The metabolism of 7-ethyl- and 7-propyl-chenodeoxycholic acids was studied in hamsters. Both bile acid analogs were absorbed efficiently by the intestine and secreted into the bile at rates similar to those of chenodeoxycholic acid. After intraduodenal administration into bile fistula hamsters, the 7-alkyl analogs were present in bile as the glycine and taurine conjugates. The glycine/taurine ratios were: chenodeoxycholic acid, 1.9; 7-ethyl analog, 0.3; and 7-propyl analog, 0.2. After oral administration, during a 21-day feeding experiment, the 14C-labeled analogs were recovered quantitatively in the feces. Chenodeoxycholic acid was largely 7-dehydroxylated to lithocholic acid in the intestinal tract.
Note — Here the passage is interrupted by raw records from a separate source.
//! The parallel-for construct.
//!
//! `create_parallel_for` synthesizes a body function that the runtime
//! invokes once per index. The body receives one opaque pointer, the
//! per-iteration triple `{synch, index, captured_args}` packed by
//! `__strand_queue_func`; its prologue unpacks the triple and its
//! epilogue hands the triple back to `__strand_finish_func`, which
//! releases the loop's completion latch. The emitter writes the user's
//! code between the two.

use std::cell::Cell;

use inkwell::AddressSpace;
use inkwell::builder::Builder;
use inkwell::context::Context;
use inkwell::module::Module;
use inkwell::values::{FunctionValue, InstructionValue, IntValue, PointerValue};

use crate::diagnostics::{Diagnostic, LowerResult};
use crate::runtime_decls::{RuntimeDecls, declare_noop};

pub struct HlirParallelFor<'ctx> {
    name: String,
    body: FunctionValue<'ctx>,
    /// Pointer to the iteration index (i32) inside the triple; the body
    /// reads the induction variable through this.
    index_ptr: PointerValue<'ctx>,
    /// The captured-args pointer loaded out of the triple.
    args_ptr: PointerValue<'ctx>,
    /// The epilogue call; the emitter positions its builder before this
    /// instruction to write the loop body.
    insertion: InstructionValue<'ctx>,
    /// Anchor where lowering will unpack the capture struct.
    args_insertion: InstructionValue<'ctx>,
    noop: FunctionValue<'ctx>,
    marker: Cell<Option<InstructionValue<'ctx>>>,
    range: Cell<Option<(IntValue<'ctx>, IntValue<'ctx>)>>,
}

impl<'ctx> HlirParallelFor<'ctx> {
    pub(crate) fn build(
        context: &'ctx Context,
        module: &Module<'ctx>,
        name: String,
    ) -> LowerResult<Self> {
        let decls = RuntimeDecls::declare(context, module);
        let noop = declare_noop(context, module);

        let ptr = context.i8_type().ptr_type(AddressSpace::default());
        let i32_t = context.i32_type();
        let fn_ty = context.void_type().fn_type(&[ptr.into()], false);
        let body = module.add_function(&format!("hlir.parallel_for.body.{}", name), fn_ty, None);

        let b = context.create_builder();
        let entry = context.append_basic_block(body, "entry");
        b.position_at_end(entry);

        let triple_ty = context.struct_type(&[ptr.into(), i32_t.into(), ptr.into()], false);
        let triple_raw = body
            .get_nth_param(0)
            .ok_or_else(|| Diagnostic::simple("body function lost its argument"))?
            .into_pointer_value();
        let triple = b.build_pointer_cast(
            triple_raw,
            triple_ty.ptr_type(AddressSpace::default()),
            "triple",
        )?;

        let index_ptr = b.build_struct_gep(triple, 1, "index.ptr")?;
        let args_slot = b.build_struct_gep(triple, 2, "funcargs.slot")?;
        let args_ptr = b.build_load(args_slot, "funcargs.ptr")?.into_pointer_value();

        let args_insertion = b
            .build_call(noop, &[], "")?
            .try_as_basic_value()
            .right()
            .ok_or_else(|| Diagnostic::simple("anchor call yielded a value"))?;

        let insertion = b
            .build_call(decls.finish_func, &[triple_raw.into()], "")?
            .try_as_basic_value()
            .right()
            .ok_or_else(|| Diagnostic::simple("epilogue call yielded a value"))?;
        b.build_return(None)?;

        Ok(HlirParallelFor {
            name,
            body,
            index_ptr,
            args_ptr,
            insertion,
            args_insertion,
            noop,
            marker: Cell::new(None),
            range: Cell::new(None),
        })
    }

    pub fn name(&self) -> &str {
        &self.name
    }

    pub fn body(&self) -> FunctionValue<'ctx> {
        self.body
    }

    /// Pointer to the i32 induction variable, valid inside the body.
    pub fn index_ptr(&self) -> PointerValue<'ctx> {
        self.index_ptr
    }

    /// The opaque captured-args pointer, valid inside the body. Lowering
    /// gives it a concrete struct type once the capture set is known.
    pub fn args(&self) -> PointerValue<'ctx> {
        self.args_ptr
    }

    /// The emitter writes the loop body immediately before this
    /// instruction (the epilogue call).
    pub fn insertion(&self) -> InstructionValue<'ctx> {
        self.insertion
    }

    pub(crate) fn args_insertion(&self) -> InstructionValue<'ctx> {
        self.args_insertion
    }

    /// Plants the launch marker at the builder's current position. The
    /// lowering pass replaces the marker with the capture/queue/await
    /// sequence and resumes the surrounding code after it.
    pub fn insert_marker(&self, builder: &Builder<'ctx>) -> LowerResult<()> {
        let marker = builder
            .build_call(self.noop, &[], "")?
            .try_as_basic_value()
            .right()
            .ok_or_else(|| Diagnostic::simple("marker call yielded a value"))?;
        self.marker.set(Some(marker));
        Ok(())
    }

    /// Sets the half-open iteration range `[start, end)`.
    pub fn set_range(&self, start: IntValue<'ctx>, end: IntValue<'ctx>) {
        self.range.set(Some((start, end)));
    }

    pub(crate) fn marker(&self) -> Option<InstructionValue<'ctx>> {
        self.marker.get()
    }

    pub(crate) fn range(&self) -> Option<(IntValue<'ctx>, IntValue<'ctx>)> {
        self.range.get()
    }
}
In contrast, the 7 alpha-hydroxy group of the 7-alkyl bile acids was completely resistant to bacterial action. 7-Ethyl-chenodeoxycholic acid was transformed in part to a compound tentatively identified as 7 alpha-hydroxy-3-oxo- 7 beta-ethyl-5 beta-cholanoic acid while 7-propyl-chenodeoxycholic acid was excreted unchanged. In the hamsters used, the 7-alkyl bile acid analogs did not inhibit the bacterial dehydroxylation of chenodeoxycholic acid. At the end of the 21-day feeding period, analysis of the gallbladder bile showed that 7-methyl-, 7-ethyl-, and 7-propyl-chenodeoxycholic acids accounted for 38, 31, and 12% of total bile acids, respectively. The 7-alkyl bile acids decreased cholesterol absorption; the 7-propyl analog caused significant decrease in serum and liver cholesterol concentration. These experiments demonstrate that the 7-ethyl- and 7-propyl chenodeoxycholic acids, just like the 7-methyl-analog, are absorbed by the intestine and participate in the enterohepatic circulation.